Bocoran Kementerian PUPR: Lokasi Rumah Tapera Hanya Berjarak 1 Jam dari Tempat Kerja
Jarak ini untuk memudahkan mobilitas penerima manfaat Tapera.
Anggaran program Tapera berasal dari potongan gaji karyawan sebesar 2,5 persen per bulan dan iuran perusahaan tempat bekerja sebesar 0,5 persen per bulan.
Bocoran Kementerian PUPR: Lokasi Rumah Tapera Hanya Berjarak 1 Jam dari Tempat Kerja
Bocoran Kementerian PUPR: Lokasi Rumah Tapera Hanya Berjarak 1 Jam dari Tempat Kerja
Kementerian Pekerjaan Umum dan Perumahan Rakyat (PUPR) mengungkap lokasi rumah yang akan diperoleh untuk peserta program Tabungan Perumahan Rakyat (Tapera).

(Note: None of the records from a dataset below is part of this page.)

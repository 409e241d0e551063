//! Infrastructure layer for tank-link.
//!
//! Contains the OS-facing adapters: WebSocket transport, probing and
//! scanning, the connection state machine, and file-system storage.
//!
//! **Dependency rule**: this layer may depend on `tank_core`, but MUST NOT
//! import from `application`.

pub mod network;
pub mod storage;
//! Heartbeat monitor: detects a link that is open but silent.
//!
//! A WebSocket whose Wi-Fi peer vanished can stay "open" for minutes before
//! TCP notices.  While the link is `Connected`, this monitor writes a cheap
//! request (by default `getSystemStatusText`) every `interval`.  Any inbound
//! traffic acknowledges it.  When nothing arrives within `interval + grace`
//! of an unacknowledged probe, the probe counts as missed; once
//! `miss_threshold` probes were missed in a row, the monitor asks the
//! connection manager to force-close the link, which then goes through the
//! normal reconnect path.
//!
//! The monitor talks to the manager through [`LivenessTarget`] so it can be
//! tested against a recording double.

use std::time::Duration;

use tokio::sync::mpsc;
use tokio::task::JoinHandle;
use tokio::time::{sleep_until, Instant};
use tracing::{debug, warn};

use tank_core::{HeartbeatState, MessageEnvelope};

/// Heartbeat tuning.
#[derive(Debug, Clone, PartialEq)]
pub struct HeartbeatConfig {
    /// Time between probes.
    pub interval: Duration,
    /// Extra time allowed on top of `interval` before a probe counts as missed.
    pub grace: Duration,
    /// Consecutive misses that trigger a forced reconnect.  0 is treated as 1.
    pub miss_threshold: u32,
    /// The request written as a probe.
    pub probe: MessageEnvelope,
}

impl Default for HeartbeatConfig {
    fn default() -> Self {
        Self {
            interval: Duration::from_millis(5000),
            grace: Duration::from_millis(2000),
            miss_threshold: 2,
            probe: MessageEnvelope::system_status_text(),
        }
    }
}

/// What the monitor needs from the link it watches.
pub trait LivenessTarget: Send + Sync + 'static {
    /// Writes one probe.  Returns `false` if the link is gone, which stops
    /// the monitor.
    fn send_probe(&self, probe: &MessageEnvelope) -> bool;

    /// Asks for the link to be force-closed and reconnected.
    fn request_reconnect(&self, missed: u32);
}

/// A running heartbeat for one connected session.
///
/// Dropping the monitor stops it.
#[derive(Debug)]
pub struct HeartbeatMonitor {
    acks: mpsc::UnboundedSender<()>,
    task: JoinHandle<()>,
}

impl HeartbeatMonitor {
    /// Starts probing `target`.  The first probe goes out after one `interval`.
    pub fn start<T: LivenessTarget>(config: HeartbeatConfig, target: T) -> Self {
        let (acks, rx) = mpsc::unbounded_channel();
        let task = tokio::spawn(run(config, target, rx));
        Self { acks, task }
    }

    /// Records inbound traffic.
    pub fn record_ack(&self) {
        let _ = self.acks.send(());
    }

    /// Stops the monitor.
    pub fn stop(self) {
        drop(self);
    }

    pub fn is_running(&self) -> bool {
        !self.task.is_finished()
    }
}

impl Drop for HeartbeatMonitor {
    fn drop(&mut self) {
        self.task.abort();
    }
}

async fn run<T: LivenessTarget>(
    config: HeartbeatConfig,
    target: T,
    mut acks: mpsc::UnboundedReceiver<()>,
) {
    let window = config.interval + config.grace;
    let mut state = HeartbeatState::new();
    let mut next_probe = Instant::now() + config.interval;

    loop {
        let wake = match state.deadline(window) {
            Some(deadline) => next_probe.min(Instant::from_std(deadline)),
            None => next_probe,
        };

        tokio::select! {
            biased;

            ack = acks.recv() => match ack {
                Some(()) => state.on_ack(Instant::now().into_std()),
                None => return,
            },

            _ = sleep_until(wake) => {
                let now = Instant::now();

                if state.check_expired(now.into_std(), window) {
                    debug!("heartbeat missed ({} in a row)", state.missed_count);
                    if state.threshold_reached(config.miss_threshold) {
                        warn!(
                            "no traffic for {} heartbeat window(s); forcing reconnect",
                            state.missed_count
                        );
                        target.request_reconnect(state.missed_count);
                        return;
                    }
                }

                if now >= next_probe {
                    if !target.send_probe(&config.probe) {
                        debug!("heartbeat target gone; stopping");
                        return;
                    }
                    state.on_probe_sent(now.into_std());
                    next_probe = now + config.interval;
                }
            }
        }
    }
}

// ── Tests ─────────────────────────────────────────────────────────────────────
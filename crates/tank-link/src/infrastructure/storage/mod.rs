//! Storage infrastructure: configuration file and last-device persistence.
//!
//! - `config` reads/writes the TOML settings file and turns it into the
//!   runtime settings of the connection manager and scanner.
//! - `last_device` remembers which controller we talked to last.

pub mod config;
pub mod last_device;

pub use config::{
    config_file_path, load_config, load_config_from, save_config, save_config_to, AppConfig,
    ConfigError,
};
pub use last_device::{DeviceStore, FileDeviceStore, MemoryDeviceStore, StoreError};
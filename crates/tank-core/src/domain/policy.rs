//! Reconnect backoff policy.

use std::time::Duration;

use serde::{Deserialize, Serialize};
use thiserror::Error;

/// Error returned for an inconsistent policy.
#[derive(Debug, Clone, PartialEq, Eq, Error)]
pub enum PolicyError {
    #[error("base delay must be greater than zero")]
    ZeroBaseDelay,
    #[error("base delay {base:?} exceeds max delay {max:?}")]
    BaseExceedsMax { base: Duration, max: Duration },
}

/// Exponential backoff configuration.
///
/// The `n`-th retry (0-based) waits `min(base_delay * 2^n, max_delay)`.
/// After `max_attempts` retries without a successful handshake the link
/// gives up.
///
/// # Example
///
/// ```rust
/// use std::time::Duration;
/// use tank_core::ReconnectPolicy;
///
/// let policy = ReconnectPolicy::new(
///     Duration::from_millis(1000),
///     Duration::from_millis(5000),
///     5,
/// ).unwrap();
/// assert_eq!(policy.delay_for(0), Duration::from_millis(1000));
/// assert_eq!(policy.delay_for(2), Duration::from_millis(4000));
/// assert_eq!(policy.delay_for(3), Duration::from_millis(5000));
/// ```
#[derive(Debug, Clone, Copy, PartialEq, Eq, Serialize, Deserialize)]
pub struct ReconnectPolicy {
    pub base_delay: Duration,
    pub max_delay: Duration,
    pub max_attempts: u32,
}

impl ReconnectPolicy {
    /// Builds a validated policy.
    ///
    /// # Errors
    ///
    /// Returns [`PolicyError`] if `base_delay` is zero or larger than `max_delay`.
    pub fn new(
        base_delay: Duration,
        max_delay: Duration,
        max_attempts: u32,
    ) -> Result<Self, PolicyError> {
        if base_delay.is_zero() {
            return Err(PolicyError::ZeroBaseDelay);
        }
        if base_delay > max_delay {
            return Err(PolicyError::BaseExceedsMax {
                base: base_delay,
                max: max_delay,
            });
        }
        Ok(Self {
            base_delay,
            max_delay,
            max_attempts,
        })
    }

    /// Delay before retry number `attempt` (0-based).
    ///
    /// Saturates instead of overflowing for large attempt numbers.
    pub fn delay_for(&self, attempt: u32) -> Duration {
        let factor = 1u32.checked_shl(attempt).unwrap_or(u32::MAX);
        self.base_delay
            .checked_mul(factor)
            .unwrap_or(self.max_delay)
            .min(self.max_delay)
    }

    /// Returns `true` if another retry may be scheduled after
    /// `attempts_so_far` retries.
    pub fn allows_retry(&self, attempts_so_far: u32) -> bool {
        attempts_so_far < self.max_attempts
    }

    /// The full delay schedule, one entry per permitted retry.
    pub fn schedule(&self) -> impl Iterator<Item = Duration> + '_ {
        (0..self.max_attempts).map(move |n| self.delay_for(n))
    }
}

impl Default for ReconnectPolicy {
    /// 1 s base, 30 s cap, 5 retries.
    fn default() -> Self {
        Self {
            base_delay: Duration::from_millis(1000),
            max_delay: Duration::from_millis(30_000),
            max_attempts: 5,
        }
    }
}

// ── Tests ─────────────────────────────────────────────────────────────────────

Diketahui, anggaran program Tapera berasal dari potongan gaji karyawan sebesar 2,5 persen per bulan dan iuran perusahaan tempat bekerja sebesar 0,5 persen per bulan.
Direktur Jenderal Pembiayaan Infrastruktur Pekerjaan Umum dan Perumahan (DJPI) Kementerian PUPR, Herry Trisaputra Zuna menyampaikan bahwa lokasi rumah bagi penerima Tapera akan diupayakan berada sekitar 1 jam dari lokasi kerja. Jarak ini untuk memudahkan mobilitas penerima manfaat Tapera.
"Tentunya kita ingin agar masyarakat tadi bisa bertempat tinggal dalam waktu tempuh yang terjangkau. katakan 1 jam dari tempat kerja," kata Herry dalam konferensi pers di Kantor BP Tapera, Kebayoran Baru, Jakarta Selatan, Rabu (5/6).
Herry melanjutkan bahwa pemilihan lokasi rumah untuk Tapera yang berjarak hanya sekitar 1 jam dari lokasi kerja mempertimbangkan tren urbanisasi.
Di mana, mayoritas tempat bekerja saat ini berada di wilayah perkotaan.
"Tentu sangat tergantung dengan kebutuhan. kalo melihat perkembangan hari ini, urbanisasi sangat tinggi," ujarnya.
Meski demikian, dia mengakui saat ini pemerintah kesulitan untuk mencari lokasi perumahan di sekitar kita besar seperti Jakarta. Dia pun masih enggan menyebutkan lokasi pasti perumahan yang akan digunakan untuk penerima manfaat Tapera.
Sebelumnya, Konfederasi Serikat Pekerja Indonesia (KSPI) mendesak pemerintah untuk mencabut Peraturan Pemerintah No. 21 tahun 2024 tentang Tabungan Perumahan Rakyat (PP Tapera) atau iuran Tapera.
Presiden KSPI, Said Iqbal, mengemukakan beberapa alasan mengapa Tapera harus dicabut, dengan fokus utama pada potensi korupsi dalam pengelolaan dana tersebut.
Menurut Said, dana Tapera sangat rawan disalahgunakan karena adanya kerancuan dalam sistem anggaran.
Dana Tapera dikumpulkan dari iuran pekerja dan pengusaha, namun dikelola oleh pemerintah tanpa adanya kontribusi dari Anggaran Pendapatan dan Belanja Negara (APBN) atau Anggaran Pendapatan dan Belanja Daerah (APBD). Hal ini menimbulkan risiko besar bagi penyalahgunaan dana.
"Model Tapera bukanlah sistem jaminan sosial maupun bantuan sosial yang jelas. Dana dari iuran masyarakat ini dikelola oleh pemerintah, yang seharusnya tidak memiliki andil dalam dana yang bukan berasal dari APBN atau APBD. Ini membuka peluang besar untuk korupsi," jelas Said dalam keterangannya, Minggu (2/6).
Selain itu, Said menyoroti bahwa dana yang dikumpulkan dari iuran pekerja sebesar 3 persen dari upah mereka tidak akan cukup untuk membeli rumah dalam jangka waktu sepuluh hingga dua puluh tahun.
Bahkan, uang muka saja tidak akan terpenuhi. Hal ini menimbulkan ketidakpastian bagi pekerja dalam memiliki rumah
Potongan iuran Tapera juga membebani biaya hidup pekerja. Di tengah penurunan daya beli dan rendahnya upah minimum akibat UU Cipta Kerja, tambahan potongan sebesar 2,5 persen untuk Tapera semakin memberatkan pekerja yang sudah terbebani berbagai potongan lain seperti Pajak Penghasilan dan iuran jaminan sosial lainnya.